The Biology Project: Immunology

Introduction to Immunology Tutorial

History of Vaccinations

The story of smallpox

Image courtesy of CDC

The Chinese are credited with making the observation that deliberately infecting people with mild forms of smallpox could prevent infection with more deadly forms and provide life long protection. Knowledge of the technique, known as variolation, worked its way west to Turkey by the 18th century.

Lady Mary Wortley Montagu, the wife of the British Ambassador to Turkey and who had once survived smallpox, had her children treated and brought the ideas back to Britain, where research began on how to reduce the inoculation's sometimes-awful side effects.

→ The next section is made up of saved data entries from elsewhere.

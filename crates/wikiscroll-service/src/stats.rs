use crate::achievements::{AchievementStatus, Metrics, catalogue, current_streak};
use crate::errors::ApiError;
use crate::models::ViewRecord;
use crate::repositories::{AchievementRepository, EngagementRepository, Reaction};
use crate::validation::UNCATEGORIZED_LABEL;
use chrono::{Days, NaiveDate};
use serde::Serialize;
use std::collections::HashMap;

const TOP_CATEGORIES: usize = 5;

#[derive(Debug, Clone, PartialEq, Eq, Serialize)]
pub struct CategoryCount {
    pub category: String,
    pub views: u64,
}

/// Reading statistics for one user. Windows include today, so
/// `views_last_7_days` covers today and the six days before it.
#[derive(Debug, Clone, PartialEq, Serialize)]
pub struct ReadingStats {
    pub total_views: u64,
    pub views_today: u64,
    pub views_last_7_days: u64,
    pub views_last_30_days: u64,
    pub views_last_365_days: u64,
    pub current_streak: u32,
    /// Minutes per view, rounded to one decimal.
    pub average_reading_time: f64,
    pub top_categories: Vec<CategoryCount>,
    pub like_count: u64,
    pub save_count: u64,
}

fn views_since(records: &[ViewRecord], today: NaiveDate, days: u64) -> u64 {
    let first = today
        .checked_sub_days(Days::new(days.saturating_sub(1)))
        .unwrap_or(NaiveDate::MIN);
    records
        .iter()
        .filter(|r| r.view_date >= first && r.view_date <= today)
        .count() as u64
}

fn top_categories(records: &[ViewRecord]) -> Vec<CategoryCount> {
    let mut counts: HashMap<&str, u64> = HashMap::new();
    for record in records {
        let category = record.category.as_deref().unwrap_or(UNCATEGORIZED_LABEL);
        *counts.entry(category).or_default() += 1;
    }
    let mut ranked: Vec<CategoryCount> = counts
        .into_iter()
        .map(|(category, views)| CategoryCount {
            category: category.to_string(),
            views,
        })
        .collect();
    ranked.sort_by(|a, b| b.views.cmp(&a.views).then_with(|| a.category.cmp(&b.category)));
    ranked.truncate(TOP_CATEGORIES);
    ranked
}

impl ReadingStats {
    pub fn compute(
        records: &[ViewRecord],
        today: NaiveDate,
        like_count: u64,
        save_count: u64,
    ) -> Self {
        let total_views = records.len() as u64;
        let total_minutes: i64 = records.iter().map(|r| i64::from(r.reading_time)).sum();
        let average_reading_time = if total_views == 0 {
            0.0
        } else {
            (total_minutes as f64 / total_views as f64 * 10.0).round() / 10.0
        };

        Self {
            total_views,
            views_today: views_since(records, today, 1),
            views_last_7_days: views_since(records, today, 7),
            views_last_30_days: views_since(records, today, 30),
            views_last_365_days: views_since(records, today, 365),
            current_streak: current_streak(records.iter().map(|r| r.view_date), today),
            average_reading_time,
            top_categories: top_categories(records),
            like_count,
            save_count,
        }
    }
}

#[derive(Debug, Clone, Serialize)]
pub struct StatsReport {
    #[serde(flatten)]
    pub stats: ReadingStats,
    pub achievements: Vec<AchievementStatus>,
}

pub async fn load_report<E, A>(
    engagement: &E,
    achievements: &A,
    user_id: &str,
    today: NaiveDate,
) -> Result<StatsReport, ApiError>
where
    E: EngagementRepository,
    A: AchievementRepository,
{
    let records = engagement.view_records(user_id).await?;
    let likes = engagement.count_user_reactions(Reaction::Like, user_id).await?;
    let saves = engagement.count_user_reactions(Reaction::Save, user_id).await?;

    let metrics = Metrics::from_records(&records, today);
    Ok(StatsReport {
        stats: ReadingStats::compute(&records, today, likes, saves),
        achievements: catalogue(achievements, user_id, &metrics).await?,
    })
}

In 1798, the British physician Edward Jenner published his long-term observation that cowpox exposure protected milkmaids from smallpox. To see if this protection could be artificially induced, he exposed a "healthy boy" to cowpox virus from a milkmaid, and then attempted to infect the boy with smallpox. (Obviously, this experimental method is unethical by today's standards.) This method works because cowpox shares antigens with smallpox, but doesn't cause the disease.

comes from
the Latin word
for cow,

Fortunately, the vaccine worked. The boy had developed an immunity to smallpox from his exposure to cowpox. The technique of vaccination against smallpox quickly spread through the world. In 1980, the World Health Assembly officially declared "the world and its peoples" free from endemic smallpox.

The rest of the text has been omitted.